The idea of taking risks reminded me of some thoughts I had about the story of Ruth. Ruth was the daughter-in-law of Naomi, and Naomi's family had moved from Judah to Moab to escape famine. (This is way back in Old Testament times, you understand - probably about 1300 BC.) Naomi's two sons had married local women, and everything was going fine, when suddenly Naomi's husband and both sons died, within a fairly short space of time. Naomi, understandably, was heartbroken, and decided to return to her homeland. Both daughters-in-law accompanied her a short way, but Orpah went home, while Ruth followed Naomi, pledging her devotion in a famous speech ("your people will be my people, and your God my God").
Most talks you hear about Ruth emphasise how difficult this must have been for her - leaving her home country and family, going to an unknown land - how brave! how dedicated! how selfless!

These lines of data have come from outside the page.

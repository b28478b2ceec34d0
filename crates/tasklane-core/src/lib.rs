//! Core types and error definitions for tasklane.
//!
//! This crate provides the foundational types shared across all tasklane crates:
//! the unified error type, strongly-typed identifiers, and the clock abstraction
//! every time-dependent component is constructed with.
//!
//! # Main types
//!
//! - [`TasklaneError`]: Unified error enum for all tasklane subsystems.
//! - [`TasklaneResult`]: Convenience alias for `Result<T, TasklaneError>`.
//! - [`TaskId`], [`WorkerId`], [`ClaimId`]: Namespaced identifiers with validated formats.
//! - [`Clock`]: Injected time source ([`SystemClock`] in production, [`ManualClock`] in tests).

/// Time sources.
pub mod clock;
/// Namespaced identifiers.
pub mod ids;
/// Timestamp encoding shared by the database and the JSONL log.
pub mod time;

pub use clock::{Clock, ManualClock, SystemClock};
pub use ids::{ClaimId, TaskId, WorkerId};

// --- Error types ---

/// Top-level error type for tasklane.
///
/// Sync conflicts are deliberately absent: they are counted in import results,
/// not raised.
#[derive(Debug, thiserror::Error)]
pub enum TasklaneError {
    /// A malformed record, argument or state transition request.
    #[error("Validation error: {0}")]
    Validation(String),

    /// A failure reported by the SQLite store, propagated unchanged.
    #[error("Database error: {0}")]
    Database(#[from] rusqlite::Error),

    /// A referenced task, worker or claim does not exist.
    #[error("{entity} not found: {id}")]
    NotFound {
        /// Kind of entity that was looked up (`task`, `worker`, `claim`).
        entity: &'static str,
        /// Identifier that failed to resolve.
        id: String,
    },

    /// Another worker holds a live lease on the task.
    #[error("Task {task_id} is already claimed by {worker_id} ({claim_id})")]
    AlreadyClaimed {
        /// Task that was requested.
        task_id: String,
        /// Active claim blocking the request.
        claim_id: String,
        /// Worker holding the active claim.
        worker_id: String,
    },

    /// The claim exists but is no longer active.
    #[error("Claim {claim_id} is not active (status: {status})")]
    ClaimNotActive {
        /// Claim that was addressed.
        claim_id: String,
        /// Its current status.
        status: String,
    },

    /// The claim is still marked active but its lease has run out.
    #[error("Lease for claim {claim_id} has expired")]
    LeaseExpired {
        /// Claim whose lease ran out.
        claim_id: String,
    },

    /// A file changed underneath an in-flight sync operation.
    #[error("Concurrent modification: {0}")]
    ConcurrentModification(String),

    /// An error in configuration parsing or validation.
    #[error("Config error: {0}")]
    Config(String),

    /// A JSON serialization or deserialization error.
    #[error("JSON error: {0}")]
    Json(#[from] serde_json::Error),

    /// A standard I/O error.
    #[error("IO error: {0}")]
    Io(#[from] std::io::Error),
}

impl TasklaneError {
    /// Shorthand for [`TasklaneError::NotFound`].
    pub fn not_found(entity: &'static str, id: impl ToString) -> Self {
        Self::NotFound {
            entity,
            id: id.to_string(),
        }
    }

    /// Shorthand for [`TasklaneError::Validation`].
    pub fn validation(message: impl Into<String>) -> Self {
        Self::Validation(message.into())
    }

    /// True for [`TasklaneError::NotFound`].
    pub fn is_not_found(&self) -> bool {
        matches!(self, Self::NotFound { .. })
    }
}

/// A convenience `Result` alias using [`TasklaneError`].
pub type TasklaneResult<T> = Result<T, TasklaneError>;

#[cfg(test)]
#[allow(clippy::unwrap_used, clippy::expect_used)]
mod tests {
    use super::*;

    #[test]
    fn test_not_found_display() {
        let err = TasklaneError::not_found("task", "tx-abc123");
        assert_eq!(err.to_string(), "task not found: tx-abc123");
        assert!(err.is_not_found());
    }

    #[test]
    fn test_already_claimed_is_distinct_from_not_found() {
        let err = TasklaneError::AlreadyClaimed {
            task_id: "tx-abc123".into(),
            claim_id: "claim-aaaa1111".into(),
            worker_id: "worker-bbbb2222".into(),
        };
        assert!(!err.is_not_found());
        assert!(err.to_string().contains("worker-bbbb2222"));
    }

    #[test]
    fn test_database_error_keeps_source() {
        let err: TasklaneError = rusqlite::Error::QueryReturnedNoRows.into();
        assert!(matches!(
            err,
            TasklaneError::Database(rusqlite::Error::QueryReturnedNoRows)
        ));
    }
}
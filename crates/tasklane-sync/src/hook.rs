use crate::engine::SyncEngine;
use std::path::PathBuf;
use std::sync::Arc;
use tasklane_store::{Mutation, MutationHook};

/// Re-exports the database to a JSONL file after every committed mutation,
/// as long as auto-sync is switched on.
///
/// Failures are logged and swallowed: the mutation itself has already
/// committed and must not be reported as failed.
pub struct AutoExportHook {
    engine: Arc<SyncEngine>,
    path: PathBuf,
}

impl AutoExportHook {
    pub fn new(engine: Arc<SyncEngine>, path: impl Into<PathBuf>) -> Self {
        Self {
            engine,
            path: path.into(),
        }
    }
}

impl MutationHook for AutoExportHook {
    fn on_mutation(&self, mutation: &Mutation) {
        match self.engine.is_auto_sync_enabled() {
            Ok(false) => {}
            Ok(true) => match self.engine.export(&self.path) {
                Ok(result) => tracing::debug!(
                    ?mutation,
                    ops = result.op_count,
                    "Auto-sync export"
                ),
                Err(e) => tracing::warn!(
                    ?mutation,
                    path = %self.path.display(),
                    error = %e,
                    "Auto-sync export failed"
                ),
            },
            Err(e) => tracing::warn!(error = %e, "Could not read auto-sync flag"),
        }
    }
}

|Study for Ruth Gathering Wheat by Edwin Long|
But, you know, some decisions almost make themselves. They might look brave and dedicated on the outside, but they don't feel like that on the inside. When I met Graham, we lived in the same city for a few months, and then he announced he had just been offered a job in Texas. The next stage of our relationship was mostly conducted by trans-Atlantic phone call, but when he proposed and I decided to move out and join him, it simply felt like the obvious thing to do.
Looking back, I can totally understand why some of my friends were a little concerned. And of course, it wasn't entirely easy. Graham still occasionally teases me about the fact that when the plane landed, I was crying about leaving my housemate's pet rabbit! Not to mention the housemate herself, with whom I had shared a house for five years - I would return to the UK at Christmas to celebrate her wedding, too. But the decision itself didn't feel like a big risky leap into the unknown. It felt like the next step on the path. Maybe it was like that for Ruth, too.

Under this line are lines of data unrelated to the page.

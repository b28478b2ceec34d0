use crate::state::load_or_init;
use crate::types::{Claim, ClaimStatus, WorkerStatus};
use crate::workers::load_worker;
use chrono::{DateTime, Duration, Utc};
use rusqlite::types::Type;
use rusqlite::{params, Connection, OptionalExtension, Row};
use std::sync::Arc;
use tasklane_core::time::format_ts;
use tasklane_core::{ClaimId, Clock, TaskId, TasklaneError, TasklaneResult, WorkerId};
use tasklane_store::db::ts_column;
use tasklane_store::rows::{self, idle_if_unclaimed};
use tasklane_store::Database;

/// Heartbeat age, in seconds, after which a claim holder is treated as dead.
pub const DEFAULT_STALE_THRESHOLD_SECONDS: i64 = 300;

/// Lease-based exclusive task acquisition.
pub trait ClaimManager: Send + Sync {
    /// Atomically acquire `task_id` for `worker_id`.
    ///
    /// An active claim held by a live worker within its lease wins
    /// ([`TasklaneError::AlreadyClaimed`]). An active claim whose lease ran
    /// out, or whose holder is dead, is expired and replaced in the same
    /// transaction.
    fn claim(&self, task_id: &TaskId, worker_id: &WorkerId) -> TasklaneResult<Claim>;

    /// Push the lease out to `now + lease duration` and bump `renewed_count`.
    fn renew(&self, claim_id: &ClaimId) -> TasklaneResult<Claim>;

    /// Give the task back. Releasing an already released claim is a no-op.
    fn release(&self, claim_id: &ClaimId) -> TasklaneResult<Claim>;

    fn get_claim(&self, claim_id: &ClaimId) -> TasklaneResult<Option<Claim>>;
    fn active_claim(&self, task_id: &TaskId) -> TasklaneResult<Option<Claim>>;

    /// Full claim history of a task, oldest first.
    fn claims_for_task(&self, task_id: &TaskId) -> TasklaneResult<Vec<Claim>>;
    fn active_claims_for_worker(&self, worker_id: &WorkerId) -> TasklaneResult<Vec<Claim>>;

    /// Expire every active claim past its lease. Returns the claims this call expired.
    fn expire_stale_leases(&self) -> TasklaneResult<Vec<Claim>>;

    /// Expire every active claim held by `worker_id` while that worker is
    /// marked dead. A worker that heartbeated back to life keeps its claims.
    /// Returns the claims this call expired.
    fn expire_claims_of_worker(&self, worker_id: &WorkerId) -> TasklaneResult<Vec<Claim>>;
}

const CLAIM_COLUMNS: &str =
    "id, task_id, worker_id, status, claimed_at, lease_expires_at, renewed_count";

fn claim_from_row(row: &Row<'_>) -> rusqlite::Result<Claim> {
    let status: String = row.get(3)?;
    let status = status
        .parse::<ClaimStatus>()
        .map_err(|e| rusqlite::Error::FromSqlConversionFailure(3, Type::Text, Box::new(e)))?;
    Ok(Claim {
        id: row.get(0)?,
        task_id: row.get(1)?,
        worker_id: row.get(2)?,
        status,
        claimed_at: ts_column(row, 4)?,
        lease_expires_at: ts_column(row, 5)?,
        renewed_count: row.get(6)?,
    })
}

fn load_claim(conn: &Connection, id: &ClaimId) -> TasklaneResult<Option<Claim>> {
    let sql = format!("SELECT {CLAIM_COLUMNS} FROM task_claims WHERE id = ?1");
    Ok(conn.query_row(&sql, [id], claim_from_row).optional()?)
}

fn load_active_claim(conn: &Connection, task_id: &TaskId) -> TasklaneResult<Option<Claim>> {
    let sql = format!(
        "SELECT {CLAIM_COLUMNS} FROM task_claims WHERE task_id = ?1 AND status = 'active'"
    );
    Ok(conn.query_row(&sql, [task_id], claim_from_row).optional()?)
}

fn query_claims(
    conn: &Connection,
    where_sql: &str,
    params: impl rusqlite::Params,
) -> TasklaneResult<Vec<Claim>> {
    let sql = format!(
        "SELECT {CLAIM_COLUMNS} FROM task_claims WHERE {where_sql} ORDER BY claimed_at, id"
    );
    let mut stmt = conn.prepare(&sql)?;
    let claims = stmt
        .query_map(params, claim_from_row)?
        .collect::<Result<Vec<_>, _>>()?;
    Ok(claims)
}

/// Guarded `active -> expired` transition. Returns false if the claim was no longer active.
fn expire_if_active(conn: &Connection, id: &ClaimId) -> TasklaneResult<bool> {
    let changed = conn.execute(
        "UPDATE task_claims SET status = 'expired' WHERE id = ?1 AND status = 'active'",
        [id],
    )?;
    Ok(changed > 0)
}

/// `now` plus the configured lease, or a validation error if that leaves
/// the representable time range.
fn lease_deadline(conn: &Connection, now: DateTime<Utc>) -> TasklaneResult<DateTime<Utc>> {
    let minutes = load_or_init(conn)?.lease_duration_minutes;
    i64::try_from(minutes)
        .ok()
        .and_then(Duration::try_minutes)
        .and_then(|lease| now.checked_add_signed(lease))
        .ok_or_else(|| {
            TasklaneError::Validation(format!("lease duration of {minutes} minutes is out of range"))
        })
}

/// Which claims a sweep may still expire once it holds the write lock.
#[derive(Debug, Clone, Copy)]
enum ExpiryGuard<'a> {
    /// The lease is still past `now`; a renew in between wins.
    LeasePassed(&'a str),
    /// The holder is still marked dead; a heartbeat in between wins.
    HolderDead,
}

impl ExpiryGuard<'_> {
    fn reason(self) -> &'static str {
        match self {
            Self::LeasePassed(_) => "lease_timeout",
            Self::HolderDead => "worker_dead",
        }
    }

    fn expire(self, conn: &Connection, claim: &Claim) -> TasklaneResult<bool> {
        let changed = match self {
            Self::LeasePassed(now) => conn.execute(
                "UPDATE task_claims SET status = 'expired'
                 WHERE id = ?1 AND status = 'active' AND lease_expires_at < ?2",
                params![claim.id, now],
            )?,
            Self::HolderDead => conn.execute(
                "UPDATE task_claims SET status = 'expired'
                 WHERE id = ?1 AND status = 'active'
                   AND EXISTS (SELECT 1 FROM workers WHERE id = ?2 AND status = 'dead')",
                params![claim.id, claim.worker_id],
            )?,
        };
        Ok(changed > 0)
    }
}

/// [`ClaimManager`] over the `task_claims` table.
pub struct SqliteClaimManager {
    db: Database,
    clock: Arc<dyn Clock>,
    stale_threshold: Duration,
}

impl SqliteClaimManager {
    pub fn new(db: Database, clock: Arc<dyn Clock>) -> Self {
        Self {
            db,
            clock,
            stale_threshold: Duration::seconds(DEFAULT_STALE_THRESHOLD_SECONDS),
        }
    }

    pub fn with_stale_threshold(mut self, stale_threshold: Duration) -> Self {
        self.stale_threshold = stale_threshold;
        self
    }

    fn holder_is_dead(
        &self,
        conn: &Connection,
        worker_id: &WorkerId,
        now: DateTime<Utc>,
    ) -> TasklaneResult<bool> {
        Ok(match load_worker(conn, worker_id)? {
            Some(worker) => {
                worker.status == WorkerStatus::Dead
                    || now - worker.last_heartbeat_at > self.stale_threshold
            }
            None => true,
        })
    }

    /// Expire each candidate in its own guarded transaction.
    fn expire_each(
        &self,
        candidates: Vec<Claim>,
        guard: ExpiryGuard<'_>,
    ) -> TasklaneResult<Vec<Claim>> {
        let reason = guard.reason();
        let mut expired = Vec::new();
        for mut claim in candidates {
            let transitioned = self.db.immediate(|tx| {
                let transitioned = guard.expire(tx, &claim)?;
                if transitioned {
                    idle_if_unclaimed(tx, &claim.worker_id)?;
                }
                Ok(transitioned)
            })?;
            if transitioned {
                tracing::info!(
                    claim_id = %claim.id,
                    task_id = %claim.task_id,
                    worker_id = %claim.worker_id,
                    reason,
                    "Claim expired"
                );
                claim.status = ClaimStatus::Expired;
                expired.push(claim);
            } else {
                tracing::debug!(claim_id = %claim.id, reason, "Claim no longer expirable");
            }
        }
        Ok(expired)
    }
}

impl ClaimManager for SqliteClaimManager {
    fn claim(&self, task_id: &TaskId, worker_id: &WorkerId) -> TasklaneResult<Claim> {
        let now = self.clock.now();

        let (claim, superseded) = self.db.immediate(|tx| {
            if !rows::task_exists(tx, task_id)? {
                return Err(TasklaneError::not_found("task", task_id));
            }
            let worker = load_worker(tx, worker_id)?
                .ok_or_else(|| TasklaneError::not_found("worker", worker_id))?;
            if worker.status == WorkerStatus::Dead {
                return Err(TasklaneError::Validation(format!(
                    "worker {worker_id} is marked dead and must heartbeat before claiming"
                )));
            }

            let mut superseded = None;
            if let Some(existing) = load_active_claim(tx, task_id)? {
                let holder_dead = self.holder_is_dead(tx, &existing.worker_id, now)?;
                if existing.is_live_at(now) && !holder_dead {
                    return Err(TasklaneError::AlreadyClaimed {
                        task_id: task_id.to_string(),
                        claim_id: existing.id.to_string(),
                        worker_id: existing.worker_id.to_string(),
                    });
                }
                expire_if_active(tx, &existing.id)?;
                idle_if_unclaimed(tx, &existing.worker_id)?;
                superseded = Some(existing);
            }

            let lease_expires_at = lease_deadline(tx, now)?;
            let claim = Claim {
                id: ClaimId::generate(),
                task_id: task_id.clone(),
                worker_id: worker_id.clone(),
                status: ClaimStatus::Active,
                claimed_at: now,
                lease_expires_at,
                renewed_count: 0,
            };
            tx.execute(
                "INSERT INTO task_claims (id, task_id, worker_id, status, claimed_at,
                                          lease_expires_at, renewed_count)
                 VALUES (?1, ?2, ?3, 'active', ?4, ?5, 0)",
                params![
                    claim.id,
                    claim.task_id,
                    claim.worker_id,
                    format_ts(claim.claimed_at),
                    format_ts(claim.lease_expires_at),
                ],
            )?;
            tx.execute(
                "UPDATE workers SET status = 'busy' WHERE id = ?1",
                [worker_id],
            )?;
            Ok((claim, superseded))
        })?;

        if let Some(old) = superseded {
            tracing::info!(
                claim_id = %old.id,
                task_id = %old.task_id,
                worker_id = %old.worker_id,
                reason = "superseded",
                "Claim expired"
            );
        }
        tracing::info!(
            claim_id = %claim.id,
            task_id = %claim.task_id,
            worker_id = %claim.worker_id,
            lease_expires_at = %claim.lease_expires_at,
            "Task claimed"
        );
        Ok(claim)
    }

    fn renew(&self, claim_id: &ClaimId) -> TasklaneResult<Claim> {
        let now = self.clock.now();
        let claim = self.db.immediate(|tx| {
            let mut claim = load_claim(tx, claim_id)?
                .ok_or_else(|| TasklaneError::not_found("claim", claim_id))?;
            if claim.status != ClaimStatus::Active {
                return Err(TasklaneError::ClaimNotActive {
                    claim_id: claim_id.to_string(),
                    status: claim.status.to_string(),
                });
            }
            if now > claim.lease_expires_at {
                return Err(TasklaneError::LeaseExpired {
                    claim_id: claim_id.to_string(),
                });
            }
            claim.lease_expires_at = lease_deadline(tx, now)?;
            claim.renewed_count += 1;
            tx.execute(
                "UPDATE task_claims SET lease_expires_at = ?2, renewed_count = ?3
                 WHERE id = ?1 AND status = 'active'",
                params![claim.id, format_ts(claim.lease_expires_at), claim.renewed_count],
            )?;
            Ok(claim)
        })?;
        tracing::info!(
            claim_id = %claim.id,
            renewed_count = claim.renewed_count,
            lease_expires_at = %claim.lease_expires_at,
            "Claim renewed"
        );
        Ok(claim)
    }

    fn release(&self, claim_id: &ClaimId) -> TasklaneResult<Claim> {
        let (claim, changed) = self.db.immediate(|tx| {
            let mut claim = load_claim(tx, claim_id)?
                .ok_or_else(|| TasklaneError::not_found("claim", claim_id))?;
            match claim.status {
                ClaimStatus::Released => Ok((claim, false)),
                ClaimStatus::Expired => Err(TasklaneError::ClaimNotActive {
                    claim_id: claim_id.to_string(),
                    status: claim.status.to_string(),
                }),
                ClaimStatus::Active => {
                    tx.execute(
                        "UPDATE task_claims SET status = 'released'
                         WHERE id = ?1 AND status = 'active'",
                        [claim_id],
                    )?;
                    idle_if_unclaimed(tx, &claim.worker_id)?;
                    claim.status = ClaimStatus::Released;
                    Ok((claim, true))
                }
            }
        })?;
        if changed {
            tracing::info!(claim_id = %claim.id, task_id = %claim.task_id, "Claim released");
        } else {
            tracing::debug!(claim_id = %claim.id, "Claim already released");
        }
        Ok(claim)
    }

    fn get_claim(&self, claim_id: &ClaimId) -> TasklaneResult<Option<Claim>> {
        self.db.with_conn(|conn| load_claim(conn, claim_id))
    }

    fn active_claim(&self, task_id: &TaskId) -> TasklaneResult<Option<Claim>> {
        self.db.with_conn(|conn| load_active_claim(conn, task_id))
    }

    fn claims_for_task(&self, task_id: &TaskId) -> TasklaneResult<Vec<Claim>> {
        self.db
            .with_conn(|conn| query_claims(conn, "task_id = ?1", [task_id]))
    }

    fn active_claims_for_worker(&self, worker_id: &WorkerId) -> TasklaneResult<Vec<Claim>> {
        self.db.with_conn(|conn| {
            query_claims(conn, "worker_id = ?1 AND status = 'active'", [worker_id])
        })
    }

    fn expire_stale_leases(&self) -> TasklaneResult<Vec<Claim>> {
        let now = format_ts(self.clock.now());
        let candidates = self.db.with_conn(|conn| {
            query_claims(conn, "status = 'active' AND lease_expires_at < ?1", [&now])
        })?;
        self.expire_each(candidates, ExpiryGuard::LeasePassed(&now))
    }

    fn expire_claims_of_worker(&self, worker_id: &WorkerId) -> TasklaneResult<Vec<Claim>> {
        let candidates = self.db.with_conn(|conn| {
            query_claims(conn, "worker_id = ?1 AND status = 'active'", [worker_id])
        })?;
        self.expire_each(candidates, ExpiryGuard::HolderDead)
    }
}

|gratuitous wedding photo|
So risk-taking is a funny concept. Something can look risky but not feel it. Or it may feel like a huge risk, but to other people it seems like nothing. Robert Schnase starts his chapter with the story of a couple who became curious about where all the homeless people went to. After some enquiry they found out that they tended to congregate under a certain highway bridge, so the couple went there and started a monthly worship service.
Schnase uses this as an example of risk-taking mission - and from the outside, it certainly is. But I can imagine that for the couple involved, it may have just been the next obvious step to take.
Further on, Schnase asks us to consider the question, "What have I done that I would not have done if it were not for my relationship with Christ?" That's an interesting one when you've been a Christian all your life! Most of these opportunities came through church or a Christian organisation, but I honestly don't know if I would have looked for similar ways to volunteer if I wasn't a Christian, or just not thought about it at all. When I look back over my life, I have:
- Visited a church in Romania to help with their summer holiday activities
- Sat at Bristol bus station to welcome international students to the university
- Volunteered at a group for teenage mothers
- Run a cooking club based around Christian festivals for primary school children
- Attempted to teach Bible stories to 3- to 5-year-olds
- Helped to lead a playgroup
- Delivered cakes to elderly and isolated people over lockdown
- Started volunteering at a debt clinic
So that's actually quite a lot of different people and activities - with a certain bias towards cooking and children, it seems - but while there were definitely some difficult moments in there, I don't recall any of those feeling risky. Hopefully, despite that, they were helpful to the people involved, and communicated Jesus' love to some degree.
I guess where I'm trying to get to, is that it's easy to feel inadequate when we talk about risk-taking mission and service - or indeed any mission and service. We assume we're not doing it properly if we haven't faced imprisonment, or gone to live with lepers, or something.
But maybe it's more about keeping our eyes and hearts open, and doing what seems like the obvious thing to do. And who knows, we may find we've inadvertently taken some risks after all.